Mengorbankan kerbau disebut sebagai tradisi mahesa lawung dan masih dilakukan hingga saat ini. Sejak saat itu kerbau menjadi peliharan turun-temurun di keraton.

"Jadi turun-temurun sejak Demak sampai Surakarta. Selain itu, kerbau ini juga diberi oleh Bupati Ponorogo pada saat berdirinya Surakarta dan terus dipelihara sampai sekarang," ujar dia.

Kerbau berwarna putih ini selalu berada pada barisan terdepan saat kirab pusaka malam 1 Sura. Puger mengatakan hal tersebut juga terkait dengan sejarah masa Demak.

"Karena kerbau saat itu telah dikorbankan sehingga wabah berakhir, maka setiap malam 1 Sura ikut dikirab bersama pusaka. Ini berarti doa agar selalu selamat," ujarnya.

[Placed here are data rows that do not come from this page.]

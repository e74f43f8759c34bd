use thiserror::Error;

/// Errors from constructing the delivery side of a client.
///
/// Nothing on the `send` path returns an error; these only surface from
/// explicit constructors such as [`crate::HttpTransport::new`].
#[derive(Debug, Error)]
pub enum DevDebugError {
    #[error("invalid collector endpoint {endpoint:?}: {message}")]
    InvalidEndpoint { endpoint: String, message: String },
    #[error("failed to build HTTP client: {0}")]
    HttpClient(#[from] reqwest::Error),
    #[error("failed to spawn transport worker thread: {0}")]
    WorkerSpawn(std::io::Error),
}
use std::{panic::Location, path::Path};

use serde::Serialize;

use crate::{
    config::Context,
    defaults::{DEFAULT_MARKER, UNKNOWN},
    normalize::NormalizedNode,
    stack::RawFrame,
};

/// One stack level above the call that produced an event.
#[derive(Debug, Clone, PartialEq, Eq, Serialize)]
pub struct CallFrame {
    #[serde(rename = "file")]
    pub source_path: String,
    #[serde(rename = "line")]
    pub line_number: u32,
    #[serde(rename = "function")]
    pub function_name: String,
}

impl From<RawFrame> for CallFrame {
    fn from(frame: RawFrame) -> Self {
        Self {
            source_path: frame.file.unwrap_or_else(|| UNKNOWN.to_string()),
            line_number: frame.line.unwrap_or(0),
            function_name: frame.function.unwrap_or_else(|| UNKNOWN.to_string()),
        }
    }
}

#[derive(Debug, Clone, PartialEq, Serialize)]
pub struct Payload {
    pub language: String,
    pub value: NormalizedNode,
}

/// A single report sent to the collector.
#[derive(Debug, Clone, PartialEq, Serialize)]
#[serde(rename_all = "camelCase")]
pub struct DebugEvent {
    pub id: String,
    #[serde(rename = "time")]
    pub timestamp: String,
    pub source_name: String,
    pub line_number: u32,
    pub label: String,
    #[serde(rename = "pathToSource")]
    pub source_path: String,
    pub caller_function: Option<String>,
    pub backtrace: Vec<CallFrame>,
    pub payload: Payload,
}

/// Assembles [`DebugEvent`]s from a normalized value and the captured stack.
#[derive(Debug, Clone)]
pub struct EventBuilder {
    marker: String,
    backtrace_limit: Option<usize>,
}

impl Default for EventBuilder {
    fn default() -> Self {
        Self::new(DEFAULT_MARKER)
    }
}

impl EventBuilder {
    /// `marker` is the default for both the label and the payload language.
    pub fn new(marker: impl Into<String>) -> Self {
        Self {
            marker: marker.into(),
            backtrace_limit: None,
        }
    }

    pub fn backtrace_limit(mut self, limit: Option<usize>) -> Self {
        self.backtrace_limit = limit;
        self
    }

    /// `frames` is innermost first with `frames[0]` the immediate caller.
    /// `location`, when known, is the precise call site and takes precedence
    /// over the first frame's file and line.
    pub fn build(
        &self,
        value: NormalizedNode,
        context: &Context,
        location: Option<&Location<'_>>,
        frames: Vec<RawFrame>,
    ) -> DebugEvent {
        let mut frames = frames.into_iter();
        let caller = frames.next().unwrap_or_default();

        let source_path = location
            .map(|location| location.file().to_string())
            .or(caller.file)
            .unwrap_or_else(|| UNKNOWN.to_string());
        let line_number = location
            .map(Location::line)
            .or(caller.line)
            .unwrap_or(0);
        let backtrace = frames
            .take(self.backtrace_limit.unwrap_or(usize::MAX))
            .map(CallFrame::from)
            .collect();

        let language = context
            .language_override()
            .unwrap_or(&self.marker)
            .to_string();
        let label = context.label_override().unwrap_or(&self.marker).to_string();

        DebugEvent {
            id: new_event_id(),
            timestamp: chrono::Local::now().format("%H:%M:%S").to_string(),
            source_name: source_name(&source_path),
            line_number,
            label,
            source_path,
            caller_function: caller.function,
            backtrace,
            payload: Payload { language, value },
        }
    }
}

fn new_event_id() -> String {
    hex::encode(rand::random::<[u8; 8]>())
}

fn source_name(path: &str) -> String {
    Path::new(path)
        .file_name()
        .map(|name| name.to_string_lossy().into_owned())
        .unwrap_or_else(|| path.to_string())
}
use std::collections::HashMap;
use std::sync::atomic::{AtomicU64, Ordering};

static NEXT_IDENTITY: AtomicU64 = AtomicU64::new(1);

fn next_identity() -> u64 {
    NEXT_IDENTITY.fetch_add(1, Ordering::Relaxed)
}

/// Identity token that travels with an object for its whole lifetime.
///
/// Embed one in a type (and return it from [`crate::Object::object_id`], or mark
/// the field `#[inspect(id)]` when deriving) to have every normalization of
/// that value report the same `__id`. A clone is a different object and
/// receives a fresh token.
#[derive(Debug, PartialEq, Eq, Hash)]
pub struct ObjectId(u64);

impl ObjectId {
    pub fn new() -> Self {
        Self(next_identity())
    }

    pub fn get(&self) -> u64 {
        self.0
    }
}

impl Default for ObjectId {
    fn default() -> Self {
        Self::new()
    }
}

impl Clone for ObjectId {
    fn clone(&self) -> Self {
        Self::new()
    }
}

/// Per-normalization table of address-derived identities.
///
/// Keyed on address plus type name: a struct and its first field share an
/// address but never a type.
#[derive(Debug, Default)]
pub(crate) struct IdentityTable {
    assigned: HashMap<(usize, String), u64>,
}

impl IdentityTable {
    pub(crate) fn token_for(&mut self, address: usize, type_name: &str) -> u64 {
        *self
            .assigned
            .entry((address, type_name.to_string()))
            .or_insert_with(next_identity)
    }

    /// A token no other value in this or any later call will receive.
    pub(crate) fn fresh(&self) -> u64 {
        next_identity()
    }
}

#[cfg(test)]
mod tests {
    use super::*;

    #[test]
    fn object_ids_are_distinct_and_clones_are_new_objects() {
        let a = ObjectId::new();
        let b = ObjectId::new();
        assert_ne!(a.get(), b.get());
        assert_ne!(a.clone().get(), a.get());
    }

    #[test]
    fn table_reuses_tokens_for_the_same_address_and_type() {
        let mut table = IdentityTable::default();
        let first = table.token_for(0x1000, "Node");
        assert_eq!(table.token_for(0x1000, "Node"), first);
        assert_ne!(table.token_for(0x1000, "Inner"), first);
        assert_ne!(table.token_for(0x2000, "Node"), first);
    }
}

Masyarakat pun menganggap Kebo Kyai Slamet sebagai kerbau keramat. Bahkan sesaat setelah kerbau lewat dalam kirab malam 1 Sura, sebagian masyarakat menyimpan kotoran kerbau untuk dibawa pulang.

Terutama warga masyarakat yang hidup dari bercocok tanam, kotoran kerbau itu digunakan sebagai pupuk. Diyakini tanaman mereka dapat tumbuh subur.

Kerbau bule keramat itu di beri makan sehari dua kali, yakni dengan ketela dan jagung. Setiap harinya warga juga ikut memberi makan sayuran. Kandang kerbau pun seakan jadi tempat wisata bagi warga sekitar.

Kembali ke Nyai Sepuh Manis, kerbau ini mati karena sakit radang lambung. Kerbau dikuburkan dengan tradisi keraton, yakni dimandikan, dikafani, hingga didoakan.

Dengan matinya kerbau tersebut, kini jumlah kerbau bule Keraton Solo menjadi 21 ekor. Mereka dipisah dalam tiga kandang di Alun-alun Kidul.